§ **WHAT YOU SHOULD DO**
This exercise calls for the line with "Ok(granted)", the line with "if let Ok(mut", and all lines between them in the material below, output exactly and with no other lines.

§ **RECORD EXTRACTS**
■ ■ ■ ■ ■ ■ ■

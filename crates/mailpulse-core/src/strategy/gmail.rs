//! Gmail history-cursor strategy

use super::{CycleOutcome, SyncStrategy, WatcherContext};
use crate::providers::gmail::{
    primary_folder, GmailApi, HistoryRecord, FOLDER_ALL, LABEL_INBOX, LABEL_SPAM, LABEL_STARRED,
    LABEL_TRASH, LABEL_UNREAD,
};
use async_trait::async_trait;
use mailpulse_common::types::{ChangeEvent, FlagState, MessageMeta, ProviderKind};
use mailpulse_common::{Error, Result};
use std::collections::{BTreeMap, HashMap};
use std::time::Duration;
use tracing::{debug, info, warn};

/// Pause between rebuilding credentials and retrying the cycle
const AUTH_RETRY_PAUSE: Duration = Duration::from_secs(2);

/// Whether history id `candidate` is newer than `current`
fn is_newer(candidate: &str, current: &str) -> bool {
    match (candidate.parse::<u64>(), current.parse::<u64>()) {
        (Ok(a), Ok(b)) => a > b,
        _ => (candidate.len(), candidate) > (current.len(), current),
    }
}

#[derive(Debug, Clone, PartialEq, Eq)]
struct Move {
    id: String,
    from: Option<&'static str>,
    to: &'static str,
}

/// Changes accumulated over every history page of one cycle
#[derive(Debug, Default)]
struct HistoryDelta {
    added: Vec<String>,
    removed: Vec<String>,
    flags: BTreeMap<String, FlagState>,
    moves: Vec<Move>,
}

impl HistoryDelta {
    fn absorb(&mut self, record: HistoryRecord) {
        for entry in record.messages_added {
            if !self.added.contains(&entry.message.id) {
                self.added.push(entry.message.id);
            }
        }
        for entry in record.messages_deleted {
            if !self.removed.contains(&entry.message.id) {
                self.removed.push(entry.message.id);
            }
        }

        for entry in record.labels_added {
            let labels = &entry.label_ids;
            let has = |name: &str| labels.iter().any(|l| l == name);
            let flags = self.flags.entry(entry.message.id.clone()).or_default();
            if has(LABEL_UNREAD) {
                flags.seen = Some(false);
            }
            if has(LABEL_STARRED) {
                flags.starred = Some(true);
            }
            let target = primary_folder(labels);
            if target == LABEL_TRASH || target == LABEL_SPAM {
                self.moves.push(Move {
                    id: entry.message.id,
                    from: None,
                    to: target,
                });
            }
        }

        for entry in record.labels_removed {
            let labels = &entry.label_ids;
            let has = |name: &str| labels.iter().any(|l| l == name);
            let flags = self.flags.entry(entry.message.id.clone()).or_default();
            if has(LABEL_UNREAD) {
                flags.seen = Some(true);
            }
            if has(LABEL_STARRED) {
                flags.starred = Some(false);
            }
            if has(LABEL_INBOX) {
                self.moves.push(Move {
                    id: entry.message.id,
                    from: Some(LABEL_INBOX),
                    to: FOLDER_ALL,
                });
            }
        }
    }

    fn changed_flags(&self) -> BTreeMap<String, FlagState> {
        self.flags
            .iter()
            .filter(|(_, state)| !state.is_empty())
            .map(|(id, state)| (id.clone(), *state))
            .collect()
    }
}

pub struct GmailStrategy {
    api: Box<dyn GmailApi>,
    anchor: Option<String>,
}

impl GmailStrategy {
    pub fn new(api: Box<dyn GmailApi>) -> Self {
        Self { api, anchor: None }
    }

    async fn current_anchor(&mut self, ctx: &WatcherContext) -> Result<String> {
        if let Some(anchor) = &self.anchor {
            return Ok(anchor.clone());
        }
        match ctx.anchors.get_history_id(ctx.account_id).await? {
            Some(stored) if !stored.is_empty() => {
                self.anchor = Some(stored.clone());
                Ok(stored)
            }
            _ => self.reinitialize(ctx).await,
        }
    }

    /// Restart history from the newest message; the only path that may move the anchor back
    async fn reinitialize(&mut self, ctx: &WatcherContext) -> Result<String> {
        let head = self
            .api
            .head_history_id()
            .await?
            .unwrap_or_else(|| "0".to_string());
        ctx.anchors.set_history_id(ctx.account_id, &head).await?;
        info!(account_id = ctx.account_id, history_id = %head, "Gmail anchor initialised");
        self.anchor = Some(head.clone());
        Ok(head)
    }

    async fn sync(&mut self, ctx: &WatcherContext) -> Result<CycleOutcome> {
        let account_id = ctx.account_id;
        let start = self.current_anchor(ctx).await?;

        let mut delta = HistoryDelta::default();
        let mut newest = start.clone();
        let mut records = 0usize;
        let mut page_token: Option<String> = None;

        loop {
            let page = self.api.history_page(&start, page_token.as_deref()).await?;
            for record in page.history {
                records += 1;
                if is_newer(&record.id, &newest) {
                    newest = record.id.clone();
                }
                delta.absorb(record);
            }
            match page.next_page_token {
                Some(token) => page_token = Some(token),
                None => break,
            }
        }

        if records == 0 {
            return Ok(CycleOutcome::Quiet);
        }
        debug!(account_id, records, start = %start, newest = %newest, "Gmail history read");

        self.emit_changes(ctx, &delta).await?;

        if is_newer(&newest, &start) {
            ctx.anchors.set_history_id(account_id, &newest).await?;
            self.anchor = Some(newest);
        }

        Ok(CycleOutcome::Changed)
    }

    async fn emit_changes(&mut self, ctx: &WatcherContext, delta: &HistoryDelta) -> Result<()> {
        let account_id = ctx.account_id;

        if !delta.added.is_empty() {
            let metadata = self.api.messages_meta(&delta.added).await?;
            if !metadata.is_empty() {
                ctx.emit(ChangeEvent::Added {
                    account_id,
                    folder: None,
                    uids: metadata.iter().map(|m| m.uid.clone()).collect(),
                    metadata,
                });
            }
        }

        if !delta.removed.is_empty() {
            ctx.emit(ChangeEvent::Removed {
                account_id,
                folder: None,
                uids: delta.removed.clone(),
            });
        }

        let flags_by_uid = delta.changed_flags();
        if !flags_by_uid.is_empty() {
            ctx.emit(ChangeEvent::FlagsChanged {
                account_id,
                folder: None,
                flags_by_uid,
            });
        }

        if delta.moves.is_empty() {
            return Ok(());
        }

        let mut moved: Vec<String> = Vec::new();
        for m in &delta.moves {
            if !moved.contains(&m.id) {
                moved.push(m.id.clone());
            }
        }
        let meta_by_id: HashMap<String, MessageMeta> = self
            .api
            .messages_meta(&moved)
            .await?
            .into_iter()
            .map(|m| (m.uid.clone(), m))
            .collect();

        for m in &delta.moves {
            if let Some(source) = m.from {
                ctx.emit(ChangeEvent::Removed {
                    account_id,
                    folder: Some(source.to_string()),
                    uids: vec![m.id.clone()],
                });
            }
            ctx.emit(ChangeEvent::Added {
                account_id,
                folder: Some(m.to.to_string()),
                uids: vec![m.id.clone()],
                metadata: meta_by_id.get(&m.id).cloned().into_iter().collect(),
            });
        }

        Ok(())
    }
}

#[async_trait]
impl SyncStrategy for GmailStrategy {
    fn kind(&self) -> ProviderKind {
        ProviderKind::Gmail
    }

    async fn run_cycle(&mut self, ctx: &WatcherContext) -> Result<CycleOutcome> {
        let account_id = ctx.account_id;

        let result = match self.sync(ctx).await {
            Err(Error::AuthExpired(reason)) => {
                warn!(account_id, "Gmail credentials rejected, re-authenticating: {}", reason);
                self.api.reauthenticate();
                if !ctx.pause(AUTH_RETRY_PAUSE).await {
                    return Ok(CycleOutcome::Closed);
                }
                self.sync(ctx).await
            }
            other => other,
        };

        match result {
            Err(Error::AnchorInvalid(reason)) => {
                warn!(account_id, "Gmail history anchor rejected, resetting: {}", reason);
                self.anchor = None;
                self.reinitialize(ctx).await?;
                ctx.emit(ChangeEvent::refresh(account_id, "resync"));
                // A fresh anchor has nothing pending behind it
                Ok(CycleOutcome::Quiet)
            }
            other => other,
        }
    }
}
//! Configuration for MailPulse

use serde::{Deserialize, Serialize};
use std::path::{Path, PathBuf};
use std::time::Duration;

/// Main configuration structure
#[derive(Debug, Clone, Default, Serialize, Deserialize)]
pub struct Config {
    /// Database configuration
    #[serde(default)]
    pub database: DatabaseConfig,

    /// Logging configuration
    #[serde(default)]
    pub logging: LoggingConfig,

    /// Control-plane API configuration
    #[serde(default)]
    pub api: ApiConfig,

    /// Watcher, heartbeat and GC timing
    #[serde(default)]
    pub watcher: WatcherConfig,

    /// Event publisher batching
    #[serde(default)]
    pub publisher: PublisherConfig,

    /// Gmail REST provider
    #[serde(default)]
    pub gmail: GmailConfig,

    /// Microsoft Graph provider
    #[serde(default)]
    pub outlook: OutlookConfig,
}

/// Database configuration
#[derive(Debug, Clone, Serialize, Deserialize)]
pub struct DatabaseConfig {
    /// Postgres connection URL
    #[serde(default = "default_database_url")]
    pub url: String,

    /// Database identity used for the leader lease and bus channels.
    /// Derived from the URL path when unset.
    pub name: Option<String>,

    /// Maximum connections
    #[serde(default = "default_max_connections")]
    pub max_connections: u32,

    /// Minimum connections
    #[serde(default = "default_min_connections")]
    pub min_connections: u32,

    /// Connect timeout in seconds
    #[serde(default = "default_connect_timeout")]
    pub connect_timeout_secs: u64,
}

impl Default for DatabaseConfig {
    fn default() -> Self {
        Self {
            url: default_database_url(),
            name: None,
            max_connections: default_max_connections(),
            min_connections: default_min_connections(),
            connect_timeout_secs: default_connect_timeout(),
        }
    }
}

impl DatabaseConfig {
    /// Database identity: explicit `name`, else the last path segment of the URL
    pub fn database_name(&self) -> String {
        if let Some(name) = self.name.as_ref().filter(|n| !n.is_empty()) {
            return name.clone();
        }
        let without_query = self.url.split('?').next().unwrap_or_default();
        match without_query.rsplit_once('/') {
            Some((prefix, db)) if !db.is_empty() && !prefix.ends_with('/') => db.to_string(),
            _ => "postgres".to_string(),
        }
    }
}

fn default_database_url() -> String {
    "postgres://localhost/mailpulse".to_string()
}

fn default_max_connections() -> u32 {
    10
}

fn default_min_connections() -> u32 {
    1
}

fn default_connect_timeout() -> u64 {
    30
}

/// Logging configuration
#[derive(Debug, Clone, Serialize, Deserialize)]
pub struct LoggingConfig {
    /// Default filter directive when RUST_LOG is unset
    #[serde(default = "default_log_level")]
    pub level: String,

    /// Output format: "text" or "json"
    #[serde(default = "default_log_format")]
    pub format: String,
}

impl Default for LoggingConfig {
    fn default() -> Self {
        Self {
            level: default_log_level(),
            format: default_log_format(),
        }
    }
}

fn default_log_level() -> String {
    "info,mailpulse=debug".to_string()
}

fn default_log_format() -> String {
    "text".to_string()
}

/// API configuration
#[derive(Debug, Clone, Serialize, Deserialize)]
pub struct ApiConfig {
    /// Bind address
    #[serde(default = "default_api_bind")]
    pub bind: String,

    /// Listen port
    #[serde(default = "default_api_port")]
    pub port: u16,
}

impl Default for ApiConfig {
    fn default() -> Self {
        Self {
            bind: default_api_bind(),
            port: default_api_port(),
        }
    }
}

fn default_api_bind() -> String {
    "0.0.0.0".to_string()
}

fn default_api_port() -> u16 {
    8090
}
//! Leader lease
//!
//! Exactly one process per database may run watchers. The lease is taken
//! once at startup and held until shutdown.

use crate::db::DatabasePool;
use async_trait::async_trait;
use mailpulse_common::{Error, Result};
use sqlx::{Connection, PgConnection};
use std::collections::HashSet;
use std::sync::atomic::{AtomicBool, Ordering};
use std::sync::{Mutex, OnceLock};
use tracing::{info, warn};

/// Lock name for a database identity
pub fn lease_key(database: &str) -> String {
    format!("mailpulse-watchers:{}", database)
}

/// Cooperative distributed lock
#[async_trait]
pub trait LeaderLease: Send + Sync {
    /// Try to take the lease without waiting. Returns whether it is now held.
    async fn acquire(&self) -> Result<bool>;

    fn is_held(&self) -> bool;

    async fn release(&self) -> Result<()>;
}

/// Postgres session-level advisory lock.
///
/// The lock lives as long as the session, so the connection is detached from
/// the pool and kept open for the lifetime of the lease.
pub struct PgAdvisoryLease {
    pool: DatabasePool,
    key: String,
    conn: tokio::sync::Mutex<Option<PgConnection>>,
    held: AtomicBool,
}

impl PgAdvisoryLease {
    pub fn new(pool: DatabasePool, database: &str) -> Self {
        Self {
            pool,
            key: lease_key(database),
            conn: tokio::sync::Mutex::new(None),
            held: AtomicBool::new(false),
        }
    }
}

#[async_trait]
impl LeaderLease for PgAdvisoryLease {
    async fn acquire(&self) -> Result<bool> {
        let mut slot = self.conn.lock().await;
        if slot.is_some() {
            return Ok(true);
        }

        let mut conn = self
            .pool
            .pool()
            .acquire()
            .await
            .map_err(|e| Error::Database(e.to_string()))?
            .detach();

        let locked: bool = sqlx::query_scalar("SELECT pg_try_advisory_lock(hashtext($1))")
            .bind(&self.key)
            .fetch_one(&mut conn)
            .await
            .map_err(|e| Error::Database(e.to_string()))?;

        if locked {
            info!(key = %self.key, "Leader lease acquired");
            *slot = Some(conn);
            self.held.store(true, Ordering::SeqCst);
        } else {
            info!(key = %self.key, "Leader lease held elsewhere, running as follower");
            if let Err(e) = conn.close().await {
                warn!("Failed to close lease connection: {}", e);
            }
        }

        Ok(locked)
    }

    fn is_held(&self) -> bool {
        self.held.load(Ordering::SeqCst)
    }

    async fn release(&self) -> Result<()> {
        let mut slot = self.conn.lock().await;
        self.held.store(false, Ordering::SeqCst);

        let Some(mut conn) = slot.take() else {
            return Ok(());
        };

        let unlocked = sqlx::query_scalar::<_, bool>("SELECT pg_advisory_unlock(hashtext($1))")
            .bind(&self.key)
            .fetch_one(&mut conn)
            .await;

        // Closing the session drops the lock even if the unlock failed
        if let Err(e) = conn.close().await {
            warn!("Failed to close lease connection: {}", e);
        }

        match unlocked {
            Ok(_) => {
                info!(key = %self.key, "Leader lease released");
                Ok(())
            }
            Err(e) => Err(Error::Database(e.to_string())),
        }
    }
}

fn local_leases() -> &'static Mutex<HashSet<String>> {
    static LEASES: OnceLock<Mutex<HashSet<String>>> = OnceLock::new();
    LEASES.get_or_init(|| Mutex::new(HashSet::new()))
}

/// In-process lease for single-node deployments and tests.
///
/// Keys are unique per process: a second lease on the same key is refused
/// until the first is released.
pub struct LocalLease {
    key: String,
    held: AtomicBool,
}

impl LocalLease {
    pub fn new(database: &str) -> Self {
        Self {
            key: lease_key(database),
            held: AtomicBool::new(false),
        }
    }
}

#[async_trait]
impl LeaderLease for LocalLease {
    async fn acquire(&self) -> Result<bool> {
        if self.is_held() {
            return Ok(true);
        }
        let mut leases = local_leases()
            .lock()
            .map_err(|_| Error::Internal("lease registry poisoned".to_string()))?;
        let granted = leases.insert(self.key.clone());
        self.held.store(granted, Ordering::SeqCst);
        Ok(granted)
    }

    fn is_held(&self) -> bool {
        self.held.load(Ordering::SeqCst)
    }

    async fn release(&self) -> Result<()> {
        if self.held.swap(false, Ordering::SeqCst) {
            let mut leases = local_leases()
                .lock()
                .map_err(|_| Error::Internal("lease registry poisoned".to_string()))?;
            leases.remove(&self.key);
        }
        Ok(())
    }
}

impl Drop for LocalLease {
    fn drop(&mut self) {
        if self.held.load(Ordering::SeqCst) {
            if let Ok(mut leases) = local_leases().lock() {
                leases.remove(&self.key);
            }
        }
    }
}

■ ■ ■ ■ ■ ■ ■

§ **EXPECTED OUTPUT**
        Ok(granted)
    }

    fn is_held(&self) -> bool {
        self.held.load(Ordering::SeqCst)
    }

    async fn release(&self) -> Result<()> {
        if self.held.swap(false, Ordering::SeqCst) {
            let mut leases = local_leases()
                .lock()
                .map_err(|_| Error::Internal("lease registry poisoned".to_string()))?;
            leases.remove(&self.key);
        }
        Ok(())
    }
}

impl Drop for LocalLease {
    fn drop(&mut self) {
        if self.held.load(Ordering::SeqCst) {
            if let Ok(mut leases) = local_leases().lock() {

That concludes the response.